Edit 2015-07-24: Slightly involved story aside, the version of uBlock linked here, by the original developer, is now uBlock Origin. I'd recommend searching for that version if installing as an extension.

It's available for both Firefox and Chrome/Chromium.

Edit 2015-05-18: The Chromium bug is fixed which should fix the uMatrix UI sluggishness, and uMatrix is finally available as a Firefox addon.

Edit 2015-01-09: HTTP Switchboard development is discontinued and has been replaced with uMatrix. The interface is largely unchanged. One problem at the time of writing is a Chromium bug which I think is the cause of the UI being really laggy to appear. Hopefully, this should be fixed soon.

After tinkering around with Adblock's filters to block some ads, I remembered that I'd read about an alternative to Adblock for Chromium-based browsers called HTTP Switchboard a few months ago and figured I should actually give it a try.

One of the reasons that HTTP Switchboard was notable is that it promised to be much more CPU and memory friendly than Adblock Plus currently is.

In fact, the adblocking part of HTTP Switchboard has now been separated out into another project, ublock. Both are still useful. I'll explain why below.

Why are you blocking content at all?

Many content-driven websites use advertising as their business model.
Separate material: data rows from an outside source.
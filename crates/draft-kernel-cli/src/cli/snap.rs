//! Snap command: resolve one pointer position and print the result.

use serde::Serialize;

use draft_kernel::snap::{DEFAULT_ANGLE_INCREMENT, DEFAULT_DISTANCE_INCREMENT, FeatureSet, no_feature};
use draft_kernel::{InteractionContext, Point, Segment, SnapCandidate, SnapKind, SnapResult, solve_snap};

use super::common::{CliResult, flag_number, flag_value, parse_point};

const DEFAULT_TOLERANCE: f64 = 0.5;

/// A snap result in JSON output format.
#[derive(Serialize, Debug, PartialEq)]
pub struct JsonSnap {
    pub x: f64,
    pub y: f64,
    pub distance: f64,
    pub angle: f64,
    pub kind: &'static str,
}

impl From<SnapResult> for JsonSnap {
    fn from(result: SnapResult) -> Self {
        Self {
            x: result.point.x,
            y: result.point.y,
            distance: result.distance,
            angle: result.angle,
            kind: result.kind.label(),
        }
    }
}

fn parse_segment(text: &str) -> CliResult<Segment> {
    let coords = text.split(',').map(|v| v.trim().parse::<f64>()).collect::<Result<Vec<_>, _>>()?;
    match coords.as_slice() {
        [x1, y1, x2, y2] => Ok(Segment::from_coords(*x1, *y1, *x2, *y2)),
        _ => Err(format!("expected x1,y1,x2,y2 but got {text:?}").into()),
    }
}

/// Execute the snap command.
pub fn cmd_snap(args: &[String]) -> CliResult {
    let mut reference: Option<Point> = None;
    let mut pointer: Option<Point> = None;
    let mut precise = false;
    let mut angle_step = DEFAULT_ANGLE_INCREMENT;
    let mut distance_step = DEFAULT_DISTANCE_INCREMENT;
    let mut tolerance = DEFAULT_TOLERANCE;
    let mut features: Vec<Point> = Vec::new();
    let mut segments: Vec<Segment> = Vec::new();

    let mut i = 0;
    while i < args.len() {
        match args[i].as_str() {
            "-r" | "--reference" => reference = Some(parse_point(flag_value(args, &mut i, "--reference")?)?),
            "-p" | "--pointer" => pointer = Some(parse_point(flag_value(args, &mut i, "--pointer")?)?),
            "--precise" => precise = true,
            "--angle-step" => angle_step = flag_number(args, &mut i, "--angle-step")?,
            "--distance-step" => distance_step = flag_number(args, &mut i, "--distance-step")?,
            "--tolerance" => tolerance = flag_number(args, &mut i, "--tolerance")?,
            "--feature" => features.push(parse_point(flag_value(args, &mut i, "--feature")?)?),
            "--segment" => segments.push(parse_segment(flag_value(args, &mut i, "--segment")?)?),
            "-h" | "--help" => {
                print_usage();
                return Ok(());
            }
            other => return Err(format!("unknown option: {other}").into()),
        }
        i += 1;
    }

    let Some(pointer) = pointer else {
        print_usage();
        return Err("--pointer is required".into());
    };

    let ctx = InteractionContext::new(precise, angle_step, distance_step)?;
    let result = if features.is_empty() && segments.is_empty() {
        solve_snap(pointer, reference, no_feature, &ctx)
    } else {
        let mut set = FeatureSet::from_segments(&segments, tolerance)?;
        for point in features {
            set.add(SnapCandidate::new(point, SnapKind::Endpoint))?;
        }
        solve_snap(pointer, reference, |p| set.probe(p), &ctx)
    };

    println!("{}", serde_json::to_string_pretty(&JsonSnap::from(result))?);
    Ok(())
}

fn print_usage() {
    eprintln!("Usage: draft-kernel snap --pointer x,y [options]");
    eprintln!();
    eprintln!("Options:");
    eprintln!("  -p, --pointer <x,y>       Raw pointer position (required)");
    eprintln!("  -r, --reference <x,y>     Reference point for polar snapping");
    eprintln!("  --precise                 Precision override: no polar rounding");
    eprintln!("  --angle-step <deg>        Angle increment (default: {DEFAULT_ANGLE_INCREMENT})");
    eprintln!("  --distance-step <d>       Distance increment (default: {DEFAULT_DISTANCE_INCREMENT})");
    eprintln!("  --feature <x,y>           Endpoint snap candidate (repeatable)");
    eprintln!("  --segment <x1,y1,x2,y2>   Scene segment; adds endpoints and crossings (repeatable)");
    eprintln!("  --tolerance <d>           Feature snap radius (default: {DEFAULT_TOLERANCE})");
}
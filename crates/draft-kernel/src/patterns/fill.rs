//! Solid fills: the bounds outline as one polygon.
//!
//! The shade comes from [`super::PatternKind::fill_color`]; the renderer
//! paints the ring with it.

use super::util::TileSink;

pub(super) fn flat(sink: &mut TileSink) {
    let outline = sink.bounds().outline();
    sink.world_polygon(outline);
}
My feeling is that, while sites are welcome to try and send content to my browser, I should have the freedom to choose what my browser actually loads.

There's no contract I've signed that states I must load and display the page as the site owner intends. (What if I'm using a text browser like links?) And there's no obligation on my part to make their business model sustainable.

Maybe you still think this seems selfish. Well, to some extent it is. But, my privacy and computer security are more important to me than the financial success or failure of an external organisation. That I put my priorities in this order is kind of obvious though, right?

Why shouldn't sites and advertisers worry so much?

Even with "despicable" users like me, there are two reasons I can think of as to why advertisers and sites dependent on them shouldn't feel so glum:

  1. Adblocking users have made an active choice to block ads. Those users have done you a favour in removing themselves from your viewership as you don't waste time targeting them; why chase "customers" running in the opposite direction from you?

  2. Browsing is increasingly done from mobile browsers. How many users are going to bother to root their devices or install alternative browsers just for adblocking?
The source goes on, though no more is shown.